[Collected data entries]

-*-*-

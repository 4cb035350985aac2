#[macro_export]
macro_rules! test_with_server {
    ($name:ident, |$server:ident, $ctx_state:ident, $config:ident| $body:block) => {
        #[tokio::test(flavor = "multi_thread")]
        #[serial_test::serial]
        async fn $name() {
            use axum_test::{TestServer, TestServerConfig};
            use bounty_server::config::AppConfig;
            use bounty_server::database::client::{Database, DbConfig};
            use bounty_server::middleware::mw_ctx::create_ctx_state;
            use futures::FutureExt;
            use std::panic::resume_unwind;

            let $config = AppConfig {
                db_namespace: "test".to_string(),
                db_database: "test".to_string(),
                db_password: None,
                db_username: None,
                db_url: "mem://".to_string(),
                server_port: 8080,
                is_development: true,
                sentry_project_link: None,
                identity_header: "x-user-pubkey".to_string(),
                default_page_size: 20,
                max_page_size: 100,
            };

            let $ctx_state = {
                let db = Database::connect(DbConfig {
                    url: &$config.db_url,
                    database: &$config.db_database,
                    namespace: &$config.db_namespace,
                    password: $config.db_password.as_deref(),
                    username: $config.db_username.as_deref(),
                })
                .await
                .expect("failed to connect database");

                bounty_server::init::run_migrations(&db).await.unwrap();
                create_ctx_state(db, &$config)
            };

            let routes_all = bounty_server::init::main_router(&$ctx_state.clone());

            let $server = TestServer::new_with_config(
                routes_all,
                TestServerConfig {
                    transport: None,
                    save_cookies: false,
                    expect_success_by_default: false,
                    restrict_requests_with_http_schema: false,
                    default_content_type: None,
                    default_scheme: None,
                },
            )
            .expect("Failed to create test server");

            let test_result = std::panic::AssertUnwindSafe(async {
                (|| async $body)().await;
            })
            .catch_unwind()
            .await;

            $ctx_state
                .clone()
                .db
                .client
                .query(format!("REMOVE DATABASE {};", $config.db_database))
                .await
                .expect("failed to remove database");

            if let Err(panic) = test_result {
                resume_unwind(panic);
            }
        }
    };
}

-*-*-

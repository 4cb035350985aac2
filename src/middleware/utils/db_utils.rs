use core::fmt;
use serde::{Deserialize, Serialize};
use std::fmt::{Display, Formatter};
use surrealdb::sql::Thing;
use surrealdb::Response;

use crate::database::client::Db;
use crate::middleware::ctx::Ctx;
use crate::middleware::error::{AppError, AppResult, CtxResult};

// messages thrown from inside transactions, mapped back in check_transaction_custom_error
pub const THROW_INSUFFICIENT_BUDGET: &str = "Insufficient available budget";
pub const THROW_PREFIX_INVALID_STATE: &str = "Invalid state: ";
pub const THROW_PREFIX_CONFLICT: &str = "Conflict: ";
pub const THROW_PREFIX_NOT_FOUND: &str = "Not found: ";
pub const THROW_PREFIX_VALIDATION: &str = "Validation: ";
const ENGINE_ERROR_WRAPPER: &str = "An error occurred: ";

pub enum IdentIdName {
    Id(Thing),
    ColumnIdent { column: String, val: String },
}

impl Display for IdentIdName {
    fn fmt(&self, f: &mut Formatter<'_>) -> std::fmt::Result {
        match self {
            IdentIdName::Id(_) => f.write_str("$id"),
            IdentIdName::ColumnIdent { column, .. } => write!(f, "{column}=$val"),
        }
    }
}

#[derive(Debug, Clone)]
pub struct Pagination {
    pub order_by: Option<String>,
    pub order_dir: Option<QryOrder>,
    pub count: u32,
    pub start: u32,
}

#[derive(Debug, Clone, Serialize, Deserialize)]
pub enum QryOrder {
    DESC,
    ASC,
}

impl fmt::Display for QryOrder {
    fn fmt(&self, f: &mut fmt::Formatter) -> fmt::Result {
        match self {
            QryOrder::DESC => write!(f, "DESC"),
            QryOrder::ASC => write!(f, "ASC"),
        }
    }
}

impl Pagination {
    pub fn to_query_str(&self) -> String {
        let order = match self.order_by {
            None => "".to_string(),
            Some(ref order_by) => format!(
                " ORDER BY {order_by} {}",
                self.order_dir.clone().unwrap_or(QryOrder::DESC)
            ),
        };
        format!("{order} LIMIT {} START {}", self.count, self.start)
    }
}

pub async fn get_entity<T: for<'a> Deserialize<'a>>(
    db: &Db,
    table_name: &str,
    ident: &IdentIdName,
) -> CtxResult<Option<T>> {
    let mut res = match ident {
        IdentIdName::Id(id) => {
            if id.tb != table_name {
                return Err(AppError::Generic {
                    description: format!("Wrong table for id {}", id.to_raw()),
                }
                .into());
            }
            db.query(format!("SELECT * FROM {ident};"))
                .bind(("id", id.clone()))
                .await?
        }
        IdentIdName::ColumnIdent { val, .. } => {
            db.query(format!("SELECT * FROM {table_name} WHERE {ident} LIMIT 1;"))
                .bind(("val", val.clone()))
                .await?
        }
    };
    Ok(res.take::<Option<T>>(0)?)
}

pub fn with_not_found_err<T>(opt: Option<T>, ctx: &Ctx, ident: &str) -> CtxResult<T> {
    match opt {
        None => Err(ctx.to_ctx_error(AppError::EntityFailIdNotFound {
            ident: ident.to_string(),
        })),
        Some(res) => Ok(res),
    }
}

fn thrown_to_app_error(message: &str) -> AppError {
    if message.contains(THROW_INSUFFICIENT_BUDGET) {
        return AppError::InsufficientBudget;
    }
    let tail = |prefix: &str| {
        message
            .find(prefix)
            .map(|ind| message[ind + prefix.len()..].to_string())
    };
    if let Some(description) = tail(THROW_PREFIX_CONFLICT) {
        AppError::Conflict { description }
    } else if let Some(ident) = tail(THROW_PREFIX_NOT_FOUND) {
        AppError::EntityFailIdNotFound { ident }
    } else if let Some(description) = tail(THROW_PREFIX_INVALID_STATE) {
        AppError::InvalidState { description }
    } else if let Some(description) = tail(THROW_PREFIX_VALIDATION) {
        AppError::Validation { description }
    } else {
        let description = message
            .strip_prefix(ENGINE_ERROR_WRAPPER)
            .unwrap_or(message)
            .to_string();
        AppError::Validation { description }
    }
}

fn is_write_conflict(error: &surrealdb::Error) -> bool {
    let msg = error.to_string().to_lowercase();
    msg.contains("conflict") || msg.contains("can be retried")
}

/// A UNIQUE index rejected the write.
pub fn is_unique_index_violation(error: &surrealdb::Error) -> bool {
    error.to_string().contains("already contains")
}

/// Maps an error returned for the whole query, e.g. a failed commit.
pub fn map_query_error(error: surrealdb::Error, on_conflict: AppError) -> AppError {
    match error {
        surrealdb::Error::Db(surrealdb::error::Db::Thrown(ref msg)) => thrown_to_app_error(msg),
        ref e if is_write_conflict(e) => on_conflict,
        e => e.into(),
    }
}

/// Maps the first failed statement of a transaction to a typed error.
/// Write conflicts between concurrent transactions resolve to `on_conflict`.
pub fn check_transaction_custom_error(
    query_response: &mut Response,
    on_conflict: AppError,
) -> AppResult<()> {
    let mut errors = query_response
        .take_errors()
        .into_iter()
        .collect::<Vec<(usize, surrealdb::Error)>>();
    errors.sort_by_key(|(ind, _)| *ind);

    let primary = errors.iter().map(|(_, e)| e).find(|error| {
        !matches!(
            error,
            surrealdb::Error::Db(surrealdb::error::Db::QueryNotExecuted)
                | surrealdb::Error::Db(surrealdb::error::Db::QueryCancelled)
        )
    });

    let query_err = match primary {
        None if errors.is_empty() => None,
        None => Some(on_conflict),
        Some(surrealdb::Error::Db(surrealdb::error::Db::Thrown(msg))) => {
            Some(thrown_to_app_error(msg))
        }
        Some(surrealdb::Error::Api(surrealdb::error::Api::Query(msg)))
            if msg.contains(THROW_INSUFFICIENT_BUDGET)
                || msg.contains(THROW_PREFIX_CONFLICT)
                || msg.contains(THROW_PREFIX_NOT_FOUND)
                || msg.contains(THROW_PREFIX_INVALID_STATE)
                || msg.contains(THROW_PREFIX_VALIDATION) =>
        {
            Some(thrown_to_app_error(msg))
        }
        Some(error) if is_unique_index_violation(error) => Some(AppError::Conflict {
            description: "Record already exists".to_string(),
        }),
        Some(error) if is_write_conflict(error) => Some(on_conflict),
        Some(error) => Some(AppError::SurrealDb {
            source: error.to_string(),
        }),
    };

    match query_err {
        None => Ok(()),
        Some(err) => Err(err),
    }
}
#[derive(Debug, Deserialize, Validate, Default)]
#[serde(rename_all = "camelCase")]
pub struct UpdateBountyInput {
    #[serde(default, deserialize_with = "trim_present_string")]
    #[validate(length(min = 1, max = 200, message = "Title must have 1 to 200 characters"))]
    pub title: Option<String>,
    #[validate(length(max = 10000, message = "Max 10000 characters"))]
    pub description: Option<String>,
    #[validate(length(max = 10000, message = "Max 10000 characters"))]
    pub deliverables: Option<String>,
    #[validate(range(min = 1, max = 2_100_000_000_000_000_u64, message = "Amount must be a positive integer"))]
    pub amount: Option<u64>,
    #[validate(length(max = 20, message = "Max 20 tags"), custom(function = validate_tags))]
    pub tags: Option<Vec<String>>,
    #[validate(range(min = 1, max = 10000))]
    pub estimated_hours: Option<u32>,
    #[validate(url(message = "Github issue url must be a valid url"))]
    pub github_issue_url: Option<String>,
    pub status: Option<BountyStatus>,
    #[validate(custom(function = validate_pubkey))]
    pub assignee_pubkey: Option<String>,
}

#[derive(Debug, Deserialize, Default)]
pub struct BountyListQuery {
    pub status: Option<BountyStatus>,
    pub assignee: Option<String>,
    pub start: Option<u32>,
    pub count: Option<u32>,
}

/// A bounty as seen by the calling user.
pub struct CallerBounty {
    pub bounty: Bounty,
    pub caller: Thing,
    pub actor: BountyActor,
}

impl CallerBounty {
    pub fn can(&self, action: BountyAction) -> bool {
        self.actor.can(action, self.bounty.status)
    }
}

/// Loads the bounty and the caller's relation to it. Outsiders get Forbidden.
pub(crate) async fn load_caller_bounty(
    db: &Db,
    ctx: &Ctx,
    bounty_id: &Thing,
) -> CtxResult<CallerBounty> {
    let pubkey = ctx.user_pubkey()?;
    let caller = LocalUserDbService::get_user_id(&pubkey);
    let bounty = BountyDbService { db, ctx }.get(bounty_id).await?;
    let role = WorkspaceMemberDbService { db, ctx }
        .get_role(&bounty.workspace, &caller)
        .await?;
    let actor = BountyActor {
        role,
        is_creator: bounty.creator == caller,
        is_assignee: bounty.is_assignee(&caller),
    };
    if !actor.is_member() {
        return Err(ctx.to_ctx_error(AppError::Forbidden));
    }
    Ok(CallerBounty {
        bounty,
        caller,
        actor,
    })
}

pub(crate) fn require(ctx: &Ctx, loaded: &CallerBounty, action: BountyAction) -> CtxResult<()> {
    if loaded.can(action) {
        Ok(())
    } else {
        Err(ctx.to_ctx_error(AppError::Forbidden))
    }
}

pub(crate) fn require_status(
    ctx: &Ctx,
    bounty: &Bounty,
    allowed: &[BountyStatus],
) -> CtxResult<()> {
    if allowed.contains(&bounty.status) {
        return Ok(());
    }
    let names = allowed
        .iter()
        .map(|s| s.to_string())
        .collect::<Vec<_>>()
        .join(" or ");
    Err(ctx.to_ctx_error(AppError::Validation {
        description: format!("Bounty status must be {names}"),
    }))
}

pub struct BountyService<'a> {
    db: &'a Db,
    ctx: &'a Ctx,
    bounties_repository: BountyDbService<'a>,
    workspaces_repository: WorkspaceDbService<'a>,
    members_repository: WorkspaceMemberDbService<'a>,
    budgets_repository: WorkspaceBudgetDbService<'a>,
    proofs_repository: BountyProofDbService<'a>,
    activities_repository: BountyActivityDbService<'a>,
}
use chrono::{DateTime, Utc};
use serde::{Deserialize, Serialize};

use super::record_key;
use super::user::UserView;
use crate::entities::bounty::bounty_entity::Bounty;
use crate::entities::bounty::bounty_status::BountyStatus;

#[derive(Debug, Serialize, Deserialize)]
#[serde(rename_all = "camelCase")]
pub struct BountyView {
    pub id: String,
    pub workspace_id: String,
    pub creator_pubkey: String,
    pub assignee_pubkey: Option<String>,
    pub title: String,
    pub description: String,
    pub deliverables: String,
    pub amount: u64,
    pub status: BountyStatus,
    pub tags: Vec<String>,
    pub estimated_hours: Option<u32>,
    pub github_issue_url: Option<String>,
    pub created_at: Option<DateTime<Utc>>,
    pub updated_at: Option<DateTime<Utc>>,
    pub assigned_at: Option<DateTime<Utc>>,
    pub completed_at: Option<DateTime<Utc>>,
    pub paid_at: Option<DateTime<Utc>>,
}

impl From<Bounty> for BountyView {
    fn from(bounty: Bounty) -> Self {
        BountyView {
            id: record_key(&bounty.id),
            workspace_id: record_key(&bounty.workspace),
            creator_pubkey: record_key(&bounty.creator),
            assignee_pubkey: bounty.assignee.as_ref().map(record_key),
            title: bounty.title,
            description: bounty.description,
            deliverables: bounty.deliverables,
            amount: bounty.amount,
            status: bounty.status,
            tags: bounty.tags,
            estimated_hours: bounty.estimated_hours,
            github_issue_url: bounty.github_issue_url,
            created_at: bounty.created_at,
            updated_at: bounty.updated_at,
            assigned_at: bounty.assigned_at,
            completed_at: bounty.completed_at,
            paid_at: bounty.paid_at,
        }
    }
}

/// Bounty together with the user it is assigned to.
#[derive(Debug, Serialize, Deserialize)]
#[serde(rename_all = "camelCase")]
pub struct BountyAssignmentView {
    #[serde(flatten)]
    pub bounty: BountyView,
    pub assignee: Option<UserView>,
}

-*-*-

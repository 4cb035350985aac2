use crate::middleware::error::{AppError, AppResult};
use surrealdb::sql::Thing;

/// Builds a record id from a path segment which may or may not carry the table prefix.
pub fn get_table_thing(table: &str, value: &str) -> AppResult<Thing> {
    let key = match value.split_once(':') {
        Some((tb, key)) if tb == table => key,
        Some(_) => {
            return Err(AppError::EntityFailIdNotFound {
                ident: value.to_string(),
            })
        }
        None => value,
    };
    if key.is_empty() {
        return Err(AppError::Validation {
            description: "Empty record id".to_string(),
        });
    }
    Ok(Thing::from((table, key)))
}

-*-*-

Considering only lines that contain the word "struct", say how many there are in the data, with no other text.

● **Answer box**: 7